Nigeria’s debt level has climed from N19.3trn in 2015 to N91.6trn in 2023- Okonjo-Iweala

Director-General of the World Trade Organisation (WTO), Dr Ngozi Okonjo-Iweala, has advised governors in Nigeria against excessive borrowing.
Okonjo-Iweala said this on Monday in Abuja at the Nigeria Governors’ Forum (NGF) 2023 induction for newly elected governors with the theme “Governing for Impact (Building Sub-national Governance).
She tasked the governors to improve on the Internally Generated Revenue (IGR) of their states as well ensure transparency in the management of state resources.
“Nigeria’s gross debt level has climbed from N19.3 trillion in 2015 to N91.6 trillion in 2023. The debt-to-GDP ratio has almost doubled from 20 per cent to 39 per cent over that time period.
“While the debt-to-GDP ratio may not look so alarming, as revenues decline, the burden of debt servicing has increased dramatically.
“The debt service to revenue ratio is certainly alarming, at 83.2 per cent in 2021 and 96.3 per cent in 2022, according to the World Bank.
“This means that at the federal level, after servicing our debt, there is little room to pay for recurrent expenditures, let alone investment,” she said.
Okonjo-Iweala said that dealing with the fiscal deficit would be more difficult with an oil subsidy bill of N3.36 trillion for the first half of 2023 (or N6.72 trillion if it is not removed).
She added that the deficit was made worse by revenue losses from oil theft.
“On the revenue side, states have a substantial responsibility.
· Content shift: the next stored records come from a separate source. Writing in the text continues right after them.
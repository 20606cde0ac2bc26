//! Resumable upload state machine.
//!
//! The driver owns all I/O; this module only decides what to do next and
//! whether a server answer is acceptable. Offsets held here are always values
//! the server reported, so reaching [`TusState::Completed`] implies the server
//! acknowledged `offset == length`.

use std::fmt;

#[derive(Debug, Clone, Copy, PartialEq, Eq)]
pub struct TusLimits {
    pub chunk_size: u64,
    pub server_max_chunk: Option<u64>,
    pub max_retries: u32,
}

impl TusLimits {
    fn chunk_len(&self, remaining: u64) -> u64 {
        let mut len = self.chunk_size.min(remaining);
        if let Some(cap) = self.server_max_chunk.filter(|c| *c > 0) {
            len = len.min(cap);
        }
        len.max(1).min(remaining)
    }
}

#[derive(Debug, Clone, Copy, PartialEq, Eq)]
pub struct Cursor {
    pub offset: u64,
    pub length: u64,
    /// Consecutive attempts that made no progress.
    pub failures: u32,
}

impl Cursor {
    pub fn new(offset: u64, length: u64) -> Self {
        Self {
            offset,
            length,
            failures: 0,
        }
    }
}

#[derive(Debug, Clone, Copy, PartialEq, Eq)]
pub enum TusState {
    NoSession { length: u64 },
    /// Session persisted; the server offset has not been queried yet.
    Created(Cursor),
    Uploading(Cursor),
    /// A PATCH failed; the offset must be re-queried.
    Recovering(Cursor),
    /// Waiting before the same chunk is sent again.
    BackingOff(Cursor),
    Completed { length: u64 },
}

impl TusState {
    /// Entry state for a record with a stored session.
    pub fn resume(offset: u64, length: u64) -> Self {
        TusState::Created(Cursor::new(offset, length))
    }

    pub fn offset(&self) -> u64 {
        match self {
            TusState::NoSession { .. } => 0,
            TusState::Created(c)
            | TusState::Uploading(c)
            | TusState::Recovering(c)
            | TusState::BackingOff(c) => c.offset,
            TusState::Completed { length } => *length,
        }
    }

    pub fn length(&self) -> u64 {
        match self {
            TusState::NoSession { length } | TusState::Completed { length } => *length,
            TusState::Created(c)
            | TusState::Uploading(c)
            | TusState::Recovering(c)
            | TusState::BackingOff(c) => c.length,
        }
    }

    pub fn is_completed(&self) -> bool {
        matches!(self, TusState::Completed { .. })
    }
}

#[derive(Debug, Clone, Copy, PartialEq, Eq)]
pub enum TusEvent {
    /// Creation succeeded. `offset` is non-zero when bytes were sent inline.
    SessionCreated { offset: u64 },
    OffsetResolved(u64),
    /// The offset query failed transiently.
    OffsetUnavailable,
    PatchAcknowledged(u64),
    PatchFailed,
    BackoffElapsed,
}

#[derive(Debug, Clone, Copy, PartialEq, Eq)]
pub enum TusAction {
    Create,
    QueryOffset,
    Patch { offset: u64, len: u64 },
    Backoff { attempt: u32 },
    Finish,
}

/// How the persisted offset must change after a transition.
#[derive(Debug, Clone, Copy, PartialEq, Eq)]
pub enum OffsetChange {
    Unchanged,
    Advanced(u64),
    /// The server reports fewer bytes than were persisted.
    Rewound(u64),
}

#[derive(Debug, Clone, Copy, PartialEq, Eq, thiserror::Error)]
pub enum TusViolation {
    #[error("server offset went backwards from {previous} to {reported}")]
    OffsetRegressed { previous: u64, reported: u64 },
    #[error("server offset {reported} exceeds upload length {length}")]
    OffsetBeyondLength { reported: u64, length: u64 },
    #[error("no progress at offset {offset} after {attempts} attempts")]
    RetriesExhausted { offset: u64, attempts: u32 },
    #[error("event {event:?} is not valid in state {state}")]
    UnexpectedEvent { state: &'static str, event: TusEvent },
}

impl fmt::Display for TusState {
    fn fmt(&self, f: &mut fmt::Formatter<'_>) -> fmt::Result {
        f.write_str(self.name())
    }
}

impl TusState {
    fn name(&self) -> &'static str {
        match self {
            TusState::NoSession { .. } => "NoSession",
            TusState::Created(_) => "Created",
            TusState::Uploading(_) => "Uploading",
            TusState::Recovering(_) => "Recovering",
            TusState::BackingOff(_) => "BackingOff",
            TusState::Completed { .. } => "Completed",
        }
    }
}

#[derive(Debug, Clone, Copy, PartialEq, Eq)]
pub struct Step {
    pub state: TusState,
    pub offset: OffsetChange,
}

pub struct TusMachine;

impl TusMachine {
    pub fn next_action(state: &TusState, limits: &TusLimits) -> TusAction {
        match state {
            TusState::NoSession { .. } => TusAction::Create,
            TusState::Created(_) | TusState::Recovering(_) => TusAction::QueryOffset,
            TusState::Uploading(c) => TusAction::Patch {
                offset: c.offset,
                len: limits.chunk_len(c.length - c.offset),
            },
            TusState::BackingOff(c) => TusAction::Backoff {
                attempt: c.failures,
            },
            TusState::Completed { .. } => TusAction::Finish,
        }
    }

    pub fn apply(state: TusState, event: TusEvent, limits: &TusLimits) -> Result<Step, TusViolation> {
        let unexpected = || TusViolation::UnexpectedEvent {
            state: state.name(),
            event,
        };

        match (state, event) {
            (TusState::NoSession { length }, TusEvent::SessionCreated { offset }) => {
                check_bounds(offset, length)?;
                let next = if offset == length {
                    TusState::Completed { length }
                } else {
                    TusState::Created(Cursor::new(offset, length))
                };
                Ok(Step {
                    state: next,
                    offset: OffsetChange::Unchanged,
                })
            }

            (TusState::Created(c), TusEvent::OffsetResolved(reported)) => {
                check_bounds(reported, c.length)?;
                let change = compare(c.offset, reported);
                let next = if reported == c.length {
                    TusState::Completed { length: c.length }
                } else {
                    TusState::Uploading(Cursor::new(reported, c.length))
                };
                Ok(Step {
                    state: next,
                    offset: change,
                })
            }
            (TusState::Created(c), TusEvent::OffsetUnavailable) => Ok(Step {
                state: TusState::Uploading(c),
                offset: OffsetChange::Unchanged,
            }),

            (TusState::Uploading(c), TusEvent::PatchAcknowledged(reported)) => {
                if reported < c.offset {
                    return Err(TusViolation::OffsetRegressed {
                        previous: c.offset,
                        reported,
                    });
                }
                check_bounds(reported, c.length)?;
                if reported == c.length {
                    return Ok(Step {
                        state: TusState::Completed { length: c.length },
                        offset: OffsetChange::Advanced(reported),
                    });
                }
                if reported == c.offset {
                    return Ok(Step {
                        state: TusState::BackingOff(count_failure(c, limits)?),
                        offset: OffsetChange::Unchanged,
                    });
                }
                Ok(Step {
                    state: TusState::Uploading(Cursor::new(reported, c.length)),
                    offset: OffsetChange::Advanced(reported),
                })
            }
            (TusState::Uploading(c), TusEvent::PatchFailed) => Ok(Step {
                state: TusState::Recovering(c),
                offset: OffsetChange::Unchanged,
            }),

            (TusState::Recovering(c), TusEvent::OffsetResolved(reported)) => {
                check_bounds(reported, c.length)?;
                if reported == c.length {
                    return Ok(Step {
                        state: TusState::Completed { length: c.length },
                        offset: OffsetChange::Advanced(reported),
                    });
                }
                if reported > c.offset {
                    // The failed PATCH was partially applied server-side.
                    return Ok(Step {
                        state: TusState::Uploading(Cursor::new(reported, c.length)),
                        offset: OffsetChange::Advanced(reported),
                    });
                }
                if reported < c.offset {
                    let counted = count_failure(c, limits)?;
                    return Ok(Step {
                        state: TusState::Uploading(Cursor {
                            offset: reported,
                            ..counted
                        }),
                        offset: OffsetChange::Rewound(reported),
                    });
                }
                Ok(Step {
                    state: TusState::BackingOff(count_failure(c, limits)?),
                    offset: OffsetChange::Unchanged,
                })
            }
            (TusState::Recovering(c), TusEvent::OffsetUnavailable) => Ok(Step {
                state: TusState::BackingOff(count_failure(c, limits)?),
                offset: OffsetChange::Unchanged,
            }),

            (TusState::BackingOff(c), TusEvent::BackoffElapsed) => Ok(Step {
                state: TusState::Uploading(c),
                offset: OffsetChange::Unchanged,
            }),

            _ => Err(unexpected()),
        }
    }
}

fn check_bounds(reported: u64, length: u64) -> Result<(), TusViolation> {
    if reported > length {
        return Err(TusViolation::OffsetBeyondLength { reported, length });
    }
    Ok(())
}

fn compare(persisted: u64, reported: u64) -> OffsetChange {
    use std::cmp::Ordering;
    match reported.cmp(&persisted) {
        Ordering::Greater => OffsetChange::Advanced(reported),
        Ordering::Less => OffsetChange::Rewound(reported),
        Ordering::Equal => OffsetChange::Unchanged,
    }
}

fn count_failure(c: Cursor, limits: &TusLimits) -> Result<Cursor, TusViolation> {
    let failures = c.failures + 1;
    if failures > limits.max_retries {
        return Err(TusViolation::RetriesExhausted {
            offset: c.offset,
            attempts: failures,
        });
    }
    Ok(Cursor { failures, ..c })
}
Too few states are raising internally generated revenue of any significance,” she said.
She said that data from the National Bureau of Statistics and State Audited Financial Statements by the civic-tech group BudgIT, indicated that 33 states relied on federal transfers for the majority of their revenues.
“For 13 of these states, monthly Federation Accounts Allocation Committee (FAAC) allocations accounted for over 70 per cent of revenue.

“Aggregated IGR from the 36 states did rise from N1.2 trillion in 2020 to N1.61 trillion in 2021 – but this pales in comparison to FAAC allocations to states of N2.23 trillion in 2020, N2.42 trillion in 2021 (and N3.16 trillion in 2022).“While I commend those states that have made additional efforts, Governors need to do much more. States must figure out ways to increase IGR.

“This goes hand in hand with using your 48 per cent share of federal allocations more transparently, efficiently and effectively,” she said.
Okonjo-Iweala added: “You must share with your state citizens how much FAAC allocation you receive each month, how much IGR you collect, and how you spend it.

“We used to publish this information routinely during my time as Finance Minister under Presidents Obasanjo and Jonathan. We must resume this practice so your citizens can hold you accountable.

“Please watch your debt profiles, and keep careful control of expenditures, even as you invest in infrastructure, education, and basic health systems.

“Please endeavour to pay teachers, health workers, and others their salaries, and retirees their pensions.”
On her part, the Deputy Secretary General of United Nations, Hajiya Amina Mohammed, urged the governors to deliver better governance to regain the trust of the people for a more cohesive nation.

She said that the failure of government had reduce the people’s confidence, hence only way to regain it were to offer better services, better opportunities, better safety, better governmence, and a healthier environment.

“When we fail to deliver for people on their rights and their futures, we erode their faith in power, in politics, in the state.

“That results in a loss of trust, in resentment between generations and towards elites; and in greater tensions between groups, cultures, ethnicities and religions,” Mohammed said.